PROBLEM DETAILS. In the listing below, the lines from the first through the one with "admin.set_user(Some(overview(true, true)));" are to be copied word for word.

Segment Start: TASK INPUTS

use super::*;
use crate::config::GuardPaths;
use crate::net::test_helpers::overview;
use crate::state::session::SessionState;

fn standard(path: &str) -> RouteTarget {
    RouteTable::standard().resolve(path)
}

fn onboarded_member() -> SessionState {
    let mut state = SessionState::default();
    state.set_token(Some("t1".to_owned()));
    state.set_onboarding_completed(true);
    state
}

fn step_for(requested: &str, state: &SessionState) -> NavigationStep {
    let to = standard(requested);
    plan_navigation(requested, &to, evaluate(&to, state, &GuardPaths::default()))
}

// =============================================================
// plan_navigation
// =============================================================

#[test]
fn allowed_route_is_entered_in_place() {
    assert_eq!(step_for("/app/consult", &onboarded_member()), NavigationStep::Enter { canonical: None });
}

#[test]
fn trailing_slash_and_query_do_not_force_a_rewrite() {
    assert_eq!(step_for("/app/consult/", &onboarded_member()), NavigationStep::Enter { canonical: None });
    assert_eq!(step_for("/app/consult?tab=1", &onboarded_member()), NavigationStep::Enter { canonical: None });
}

#[test]
fn record_redirect_is_entered_under_its_canonical_path() {
    let guest = SessionState::default();
    assert_eq!(step_for("/", &guest), NavigationStep::Enter { canonical: Some("/auth/login".into()) });
}

#[test]
fn rejected_route_redirects() {
    assert_eq!(step_for("/app/consult", &SessionState::default()), NavigationStep::Redirect("/auth/login".into()));
}

#[test]
fn admin_route_without_overview_awaits_the_check() {
    assert_eq!(step_for("/app/admin", &onboarded_member()), NavigationStep::AwaitAdmin);
}

#[test]
fn admin_route_with_overview_is_decided_synchronously() {
    let mut admin = onboarded_member();
    admin.set_user(Some(overview(true, true)));
    assert_eq!(step_for("/app/admin", &admin), NavigationStep::Enter { canonical: None });

    let mut member = onboarded_member();
    member.set_user(Some(overview(true, false)));
    assert_eq!(step_for("/app/admin", &member), NavigationStep::Redirect("/app/overview".into()));
}

// =============================================================
// settle_admin_check
// =============================================================

#[test]
fn admin_verdict_applies_while_location_unchanged() {
    assert_eq!(
        settle_admin_check(Verdict::Redirect("/app/overview".into()), "/app/admin", "/app/admin"),
        Some(NavigationStep::Redirect("/app/overview".into()))
    );
    assert_eq!(
        settle_admin_check(Verdict::Allow, "/app/admin", "/app/admin/"),
        Some(NavigationStep::Enter { canonical: None })
    );
}

#[test]
fn admin_verdict_is_dropped_after_user_moved_on() {
    assert_eq!(settle_admin_check(Verdict::Redirect("/auth/login".into()), "/app/admin", "/app/history"), None);
    assert_eq!(settle_admin_check(Verdict::Allow, "/app/admin", "/app/settings"), None);
}

// =============================================================
// Which steps count as entering a route
// =============================================================

#[test]
fn only_entered_routes_become_the_previous_location() {
    let previous = StoredValue::new(Some("/app/overview".to_owned()));
    let navigated = std::cell::RefCell::new(Vec::new());
    let navigate = |path: &str, options: NavigateOptions| {
        assert!(options.replace);
        navigated.borrow_mut().push(path.to_owned());
    };

    let admin = standard("/app/admin");
    follow(&NavigationStep::Redirect("/app/overview".into()), &admin, previous, &navigate);
    assert_eq!(previous.get_value().as_deref(), Some("/app/overview"));
    follow(&NavigationStep::AwaitAdmin, &admin, previous, &navigate);
    assert_eq!(previous.get_value().as_deref(), Some("/app/overview"));

    let history = standard("/app/history");
    follow(&NavigationStep::Enter { canonical: None }, &history, previous, &navigate);
    assert_eq!(previous.get_value().as_deref(), Some("/app/history"));

    let login = standard("/");
    follow(&NavigationStep::Enter { canonical: Some("/auth/login".into()) }, &login, previous, &navigate);
    assert_eq!(previous.get_value().as_deref(), Some("/auth/login"));

    assert_eq!(navigated.into_inner(), vec!["/app/overview".to_owned(), "/auth/login".to_owned()]);
}
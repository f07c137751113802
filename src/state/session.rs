//! Session state: bearer token, onboarding flag, and user overview.
//!
//! DESIGN
//! ======
//! `SessionState` holds the in-memory values and only knows pure
//! transitions. `SessionStore` pairs it with a [`Storage`] and runs every
//! mutation as "transition, then sync": after the state changes, the
//! durable copy is rewritten from it. The token and the onboarding flag are
//! durable; the overview is refetched on demand.
//!
//! Persisted layout:
//! - `token`: raw bearer token, absent when logged out.
//! - `onboarding_completed`: `"true"` when complete, absent otherwise.
//!
//! INVARIANTS
//! ==========
//! - `user` is `Some` only while the session is authenticated. Clearing
//!   the token drops it, and an overview is only adopted while the token it
//!   was fetched with is still the current one.
//! - After a successful overview fetch, `onboarding_completed` equals the
//!   overview's `has_finished_onboarding`.

#[cfg(test)]
#[path = "session_test.rs"]
mod session_test;

use crate::net::api::{ApiError, OverviewApi};
use crate::net::types::UserOverview;
use crate::util::storage::Storage;

pub const TOKEN_KEY: &str = "token";
pub const ONBOARDING_KEY: &str = "onboarding_completed";

/// The gating signals the navigation guard decides on.
#[derive(Clone, Debug, Default, PartialEq, Eq)]
pub struct SessionState {
    token: Option<String>,
    user: Option<UserOverview>,
    onboarding_completed: bool,
}

impl SessionState {
    /// Rebuild the durable part of the session from storage.
    ///
    /// Anything other than the exact string `"true"` reads as an incomplete
    /// onboarding, and an empty token reads as logged out.
    pub fn from_storage(storage: &impl Storage) -> Self {
        let token = storage.get(TOKEN_KEY).filter(|t| !t.is_empty());
        let onboarding_completed = storage.get(ONBOARDING_KEY).is_some_and(|v| v == "true");
        Self { token, user: None, onboarding_completed }
    }

    pub fn token(&self) -> Option<&str> {
        self.token.as_deref()
    }

    pub fn user(&self) -> Option<&UserOverview> {
        self.user.as_ref()
    }

    pub fn onboarding_completed(&self) -> bool {
        self.onboarding_completed
    }

    pub fn is_authenticated(&self) -> bool {
        self.token.as_deref().is_some_and(|t| !t.is_empty())
    }

    /// Whether the loaded overview grants admin access.
    pub fn is_admin(&self) -> bool {
        self.user.as_ref().is_some_and(|u| u.is_admin)
    }

    pub fn set_token(&mut self, token: Option<String>) {
        self.token = token;
        if !self.is_authenticated() {
            self.user = None;
        }
    }

    /// Replace the overview wholesale. Returns `false` when a profile was
    /// offered to an unauthenticated session and dropped.
    pub fn set_user(&mut self, user: Option<UserOverview>) -> bool {
        if user.is_some() && !self.is_authenticated() {
            return false;
        }
        self.user = user;
        true
    }

    pub fn set_onboarding_completed(&mut self, completed: bool) {
        self.onboarding_completed = completed;
    }

    /// Token to fetch the overview with, or `None` when logged out.
    pub fn overview_token(&self) -> Option<String> {
        self.token.clone().filter(|t| !t.is_empty())
    }

    /// Adopt an overview fetched with `fetched_with` and its onboarding
    /// status. Returns `false` if that token is no longer the session's,
    /// i.e. the user logged out or signed in again in the meantime.
    pub fn apply_overview(&mut self, fetched_with: &str, overview: UserOverview) -> bool {
        if !self.is_authenticated() || self.token.as_deref() != Some(fetched_with) {
            return false;
        }
        self.onboarding_completed = overview.has_finished_onboarding;
        self.user = Some(overview);
        true
    }

    /// Forget everything; the state equals `SessionState::default()`.
    pub fn clear(&mut self) {
        *self = Self::default();
    }

    /// Rewrite the durable keys from the current state.
    pub fn sync_to(&self, storage: &impl Storage) {
        match self.token.as_deref() {
            Some(token) if !token.is_empty() => storage.set(TOKEN_KEY, token),
            _ => storage.remove(TOKEN_KEY),
        }
        if self.onboarding_completed {
            storage.set(ONBOARDING_KEY, "true");
        } else {
            storage.remove(ONBOARDING_KEY);
        }
    }
}

/// Session state bound to its durable storage.
#[derive(Clone, Debug)]
pub struct SessionStore<S> {
    state: SessionState,
    storage: S,
}

impl<S: Storage> SessionStore<S> {
    /// Bootstrap from whatever `storage` holds. Never fails.
    pub fn load(storage: S) -> Self {
        let state = SessionState::from_storage(&storage);
        Self { state, storage }
    }

    pub fn state(&self) -> &SessionState {
        &self.state
    }

    pub fn storage(&self) -> &S {
        &self.storage
    }

    pub fn is_authenticated(&self) -> bool {
        self.state.is_authenticated()
    }

    /// Store or clear the bearer token.
    pub fn set_token(&mut self, token: Option<String>) {
        self.state.set_token(token);
        self.sync();
    }

    /// Replace the in-memory overview. Not persisted.
    pub fn set_user(&mut self, user: Option<UserOverview>) {
        if !self.state.set_user(user) {
            leptos::logging::warn!("ignoring user overview for a logged-out session");
        }
    }

    pub fn set_onboarding_completed(&mut self, completed: bool) {
        self.state.set_onboarding_completed(completed);
        self.sync();
    }

    /// Clear token, overview, and onboarding flag, and both durable keys.
    pub fn logout(&mut self) {
        self.state.clear();
        self.sync();
    }

    /// Fold the outcome of an overview fetch made with `token` into the
    /// session. A result for a token that is no longer current is dropped.
    ///
    /// # Errors
    ///
    /// Passes the fetch error through after logging it; the state is left
    /// unchanged in that case.
    pub fn apply_overview_result(
        &mut self,
        token: &str,
        result: Result<UserOverview, ApiError>,
    ) -> Result<(), ApiError> {
        match result {
            Ok(overview) => {
                if self.state.apply_overview(token, overview) {
                    self.sync();
                } else {
                    leptos::logging::warn!("dropping user overview fetched for a previous session");
                }
                Ok(())
            }
            Err(e) => {
                leptos::logging::warn!("Failed to fetch user overview: {e}");
                Err(e)
            }
        }
    }

    /// Refresh the overview from the backend. Resolves immediately when
    /// logged out.
    ///
    /// # Errors
    ///
    /// Returns the [`ApiError`] of a failed fetch. Callers that only want a
    /// best-effort refresh may ignore it; the session is unchanged.
    pub async fn fetch_user_overview<A>(&mut self, api: &A) -> Result<(), ApiError>
    where
        A: OverviewApi + ?Sized,
    {
        let Some(token) = self.state.overview_token() else {
            return Ok(());
        };
        let result = api.fetch_overview(&token).await;
        self.apply_overview_result(&token, result)
    }

    fn sync(&self) {
        self.state.sync_to(&self.storage);
    }
}

/// What the admin check needs from a session: read the state, and fold an
/// overview fetch back in. Implemented for an owned [`SessionStore`] and
/// for the store shared through a signal, so both run the same check.
pub trait SessionAccess {
    fn with_state<R>(&self, f: impl FnOnce(&SessionState) -> R) -> R;

    /// # Errors
    ///
    /// Passes a failed fetch through, as
    /// [`SessionStore::apply_overview_result`] does.
    fn apply_overview_result(&mut self, token: &str, result: Result<UserOverview, ApiError>) -> Result<(), ApiError>;
}

impl<S: Storage> SessionAccess for SessionStore<S> {
    fn with_state<R>(&self, f: impl FnOnce(&SessionState) -> R) -> R {
        f(&self.state)
    }

    fn apply_overview_result(&mut self, token: &str, result: Result<UserOverview, ApiError>) -> Result<(), ApiError> {
        SessionStore::apply_overview_result(self, token, result)
    }
}
//! REST API helpers for the auth and overview endpoints.
//!
//! Client-side (hydrate): real HTTP calls via `gloo-net`.
//! Server-side and native tests: every call fails with
//! [`ApiError::Unavailable`], since the bearer token only exists in the
//! browser.
//!
//! ERROR HANDLING
//! ==============
//! Calls return `Result<_, ApiError>`; callers decide whether a failure is
//! fatal. The session store logs and keeps its state, the navigation guard
//! turns an admin-check failure into a login redirect.

#![allow(clippy::unused_async)]

#[cfg(test)]
#[path = "api_test.rs"]
mod api_test;

use super::types::UserOverview;
#[cfg(feature = "hydrate")]
use super::types::{Credentials, TokenResponse};

pub const OVERVIEW_PATH: &str = "/api/me/overview";
pub const LOGIN_PATH: &str = "/api/auth/login";
pub const REGISTER_PATH: &str = "/api/auth/register";

/// Errors produced by REST calls.
#[derive(Clone, Debug, PartialEq, Eq, thiserror::Error)]
pub enum ApiError {
    /// The request never produced a response (network, CORS, abort).
    #[error("request failed: {0}")]
    Request(String),

    /// The server answered with a non-success status.
    #[error("unexpected status {status}")]
    Status { status: u16, body: String },

    /// The response body did not match the expected schema.
    #[error("response parse failed: {0}")]
    Parse(String),

    /// No HTTP transport in this build.
    #[error("HTTP transport unavailable outside the browser")]
    Unavailable,
}

impl ApiError {
    /// Whether the server rejected the credentials or token.
    pub fn is_unauthorized(&self) -> bool {
        matches!(self, Self::Status { status: 401 | 403, .. })
    }
}

/// Source of the current user's overview. Mocked in tests.
#[async_trait::async_trait(?Send)]
pub trait OverviewApi {
    /// Fetch `/api/me/overview` on behalf of `token`.
    ///
    /// # Errors
    ///
    /// Returns an [`ApiError`] if the request fails, the status is not a
    /// success, or the body is malformed.
    async fn fetch_overview(&self, token: &str) -> Result<UserOverview, ApiError>;
}

/// HTTP client rooted at the API origin (empty for same-origin).
#[derive(Clone, Debug, Default, PartialEq, Eq)]
pub struct HttpApi {
    base: String,
}

impl HttpApi {
    pub fn new(base: impl Into<String>) -> Self {
        Self { base: base.into().trim_end_matches('/').to_owned() }
    }

    pub fn base(&self) -> &str {
        &self.base
    }

    fn url(&self, path: &str) -> String {
        format!("{}{path}", self.base)
    }

    /// Exchange credentials for a bearer token.
    ///
    /// # Errors
    ///
    /// Returns an [`ApiError`] on transport failure, rejected credentials,
    /// or a malformed response.
    pub async fn login(&self, email: &str, password: &str) -> Result<super::types::TokenResponse, ApiError> {
        #[cfg(feature = "hydrate")]
        {
            post_credentials(&self.url(LOGIN_PATH), &Credentials { email, password }).await
        }
        #[cfg(not(feature = "hydrate"))]
        {
            let _ = (self.url(LOGIN_PATH), email, password);
            Err(ApiError::Unavailable)
        }
    }

    /// Create an account and receive its bearer token.
    ///
    /// # Errors
    ///
    /// Returns an [`ApiError`] on transport failure, a rejected
    /// registration, or a malformed response.
    pub async fn register(&self, email: &str, password: &str) -> Result<super::types::TokenResponse, ApiError> {
        #[cfg(feature = "hydrate")]
        {
            post_credentials(&self.url(REGISTER_PATH), &Credentials { email, password }).await
        }
        #[cfg(not(feature = "hydrate"))]
        {
            let _ = (self.url(REGISTER_PATH), email, password);
            Err(ApiError::Unavailable)
        }
    }
}

#[async_trait::async_trait(?Send)]
impl OverviewApi for HttpApi {
    async fn fetch_overview(&self, token: &str) -> Result<UserOverview, ApiError> {
        #[cfg(feature = "hydrate")]
        {
            let resp = gloo_net::http::Request::get(&self.url(OVERVIEW_PATH))
                .header("Authorization", &bearer(token))
                .send()
                .await
                .map_err(|e| ApiError::Request(e.to_string()))?;
            read_json(resp).await
        }
        #[cfg(not(feature = "hydrate"))]
        {
            let _ = (self.url(OVERVIEW_PATH), token);
            Err(ApiError::Unavailable)
        }
    }
}

#[cfg(any(test, feature = "hydrate"))]
fn bearer(token: &str) -> String {
    format!("Bearer {token}")
}

#[cfg(feature = "hydrate")]
async fn post_credentials(url: &str, body: &Credentials<'_>) -> Result<TokenResponse, ApiError> {
    let resp = gloo_net::http::Request::post(url)
        .json(body)
        .map_err(|e| ApiError::Request(e.to_string()))?
        .send()
        .await
        .map_err(|e| ApiError::Request(e.to_string()))?;
    read_json(resp).await
}

#[cfg(feature = "hydrate")]
async fn read_json<T: serde::de::DeserializeOwned>(resp: gloo_net::http::Response) -> Result<T, ApiError> {
    if !resp.ok() {
        let status = resp.status();
        let body = resp.text().await.unwrap_or_default();
        return Err(ApiError::Status { status, body });
    }
    resp.json::<T>().await.map_err(|e| ApiError::Parse(e.to_string()))
}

Segment End: TASK INPUTS

OUTPUT BELOW.
use super::*;
use crate::config::GuardPaths;
use crate::net::test_helpers::overview;
use crate::state::session::SessionState;

fn standard(path: &str) -> RouteTarget {
    RouteTable::standard().resolve(path)
}

fn onboarded_member() -> SessionState {
    let mut state = SessionState::default();
    state.set_token(Some("t1".to_owned()));
    state.set_onboarding_completed(true);
    state
}

fn step_for(requested: &str, state: &SessionState) -> NavigationStep {
    let to = standard(requested);
    plan_navigation(requested, &to, evaluate(&to, state, &GuardPaths::default()))
}

// =============================================================
// plan_navigation
// =============================================================

#[test]
fn allowed_route_is_entered_in_place() {
    assert_eq!(step_for("/app/consult", &onboarded_member()), NavigationStep::Enter { canonical: None });
}

#[test]
fn trailing_slash_and_query_do_not_force_a_rewrite() {
    assert_eq!(step_for("/app/consult/", &onboarded_member()), NavigationStep::Enter { canonical: None });
    assert_eq!(step_for("/app/consult?tab=1", &onboarded_member()), NavigationStep::Enter { canonical: None });
}

#[test]
fn record_redirect_is_entered_under_its_canonical_path() {
    let guest = SessionState::default();
    assert_eq!(step_for("/", &guest), NavigationStep::Enter { canonical: Some("/auth/login".into()) });
}

#[test]
fn rejected_route_redirects() {
    assert_eq!(step_for("/app/consult", &SessionState::default()), NavigationStep::Redirect("/auth/login".into()));
}

#[test]
fn admin_route_without_overview_awaits_the_check() {
    assert_eq!(step_for("/app/admin", &onboarded_member()), NavigationStep::AwaitAdmin);
}

#[test]
fn admin_route_with_overview_is_decided_synchronously() {
    let mut admin = onboarded_member();
    admin.set_user(Some(overview(true, true)));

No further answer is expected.